> WHAT THIS TASK INVOLVES
Count every line in the entries below that contains the word "empty", and give only that number.

> INPUT MATERIAL
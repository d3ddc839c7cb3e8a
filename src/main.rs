// Copyright 2025-present Harīṣh Tummalachērla
// SPDX-License-Identifier: Apache-2.0

use std::io::{self, BufRead, Write};

use anyhow::Result;
use clap::Parser;
use tracing_subscriber::EnvFilter;

use column_suggest::{CachedSearcher, CorpusIndex, Matcher, Normalization, SearchConfig};

mod cli;
use cli::corpus::load_column;
use cli::display::{self, section_bot, section_top, themed, GRAY};
use cli::{Cli, Commands, SettingsArgs, SourceArgs};

fn main() {
    let cli = Cli::parse();
    init_tracing(cli.verbose);

    let outcome = match cli.command {
        Commands::Search {
            source,
            query,
            settings,
            json,
        } => run_search(&source, &query.join(" "), &settings, json),
        Commands::Repl { source, settings } => run_repl(&source, &settings),
        Commands::Inspect {
            source,
            normalization,
            limit,
        } => run_inspect(&source, normalization.into(), limit),
    };

    if let Err(e) = outcome {
        eprintln!("❌ {:#}", e);
        std::process::exit(1);
    }
}

fn init_tracing(verbose: u8) {
    let default = match verbose {
        0 => "warn",
        1 => "info",
        2 => "debug",
        _ => "trace",
    };
    let filter = EnvFilter::try_from_default_env().unwrap_or_else(|_| EnvFilter::new(default));
    tracing_subscriber::fmt()
        .with_env_filter(filter)
        .with_writer(io::stderr)
        .init();
}

fn load_searcher(source: &SourceArgs, config: SearchConfig) -> Result<CachedSearcher> {
    let values = load_column(&source.corpus, source.column, source.skip_header)?;
    let index = CorpusIndex::build_optional(values, config.normalization);
    Ok(CachedSearcher::new(Matcher::new(config)?, index))
}

fn run_search(source: &SourceArgs, query: &str, settings: &SettingsArgs, json: bool) -> Result<()> {
    let config = settings.resolve()?;
    let algorithm = config.algorithm;
    let mut searcher = load_searcher(source, config)?;

    if !searcher.matcher().is_searchable(query) {
        tracing::warn!(
            min_chars = searcher.matcher().config().min_char_required,
            "query is shorter than the minimum, nothing to suggest"
        );
    }
    let results = searcher.search(query);

    if json {
        println!("{}", serde_json::to_string_pretty(results)?);
    } else {
        display::print_suggestions(results, algorithm);
    }
    Ok(())
}

fn run_repl(source: &SourceArgs, settings: &SettingsArgs) -> Result<()> {
    let config = settings.resolve()?;
    let algorithm = config.algorithm;
    let mut searcher = load_searcher(source, config)?;

    eprintln!(
        "{}",
        themed(
            GRAY,
            &[],
            &format!(
                "{} records loaded. Type a query per line, Ctrl-D to quit.",
                searcher.index().len()
            )
        )
    );

    let stdin = io::stdin();
    let mut stdout = io::stdout();
    for line in stdin.lock().lines() {
        let line = line?;
        display::print_suggestions(searcher.search(&line), algorithm);
        stdout.flush()?;
    }

    tracing::info!(
        hits = searcher.hits(),
        misses = searcher.misses(),
        cached = searcher.len(),
        "repl finished"
    );
    Ok(())
}

fn run_inspect(source: &SourceArgs, normalization: Normalization, limit: usize) -> Result<()> {
    let values = load_column(&source.corpus, source.column, source.skip_header)?;
    let index = CorpusIndex::build_optional(values, normalization);
    let empty = index.records().iter().filter(|r| r.normalized.is_empty()).count();

    section_top("CORPUS");
    display::row(&format!(" file           {}", source.corpus.display()));
    display::row(&format!(" column         {}", source.column));
    display::row(&format!(" records        {}", index.len()));
    display::row(&format!(" unsearchable   {}", empty));
    display::row(&format!(" normalization  {:?}", normalization));
    section_bot();

    section_top("RECORDS");
    for record in index.records().iter().take(limit) {
        display::row(&format!(
            " {:>5}  {}  {}",
            record.id.get(),
            record.original,
            themed(GRAY, &[], &format!("→ {:?}", record.normalized))
        ));
    }
    if index.len() > limit {
        display::row(&themed(GRAY, &[], &format!(" … {} more", index.len() - limit)));
    }
    section_bot();
    Ok(())
}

> ANSWER SECTION
2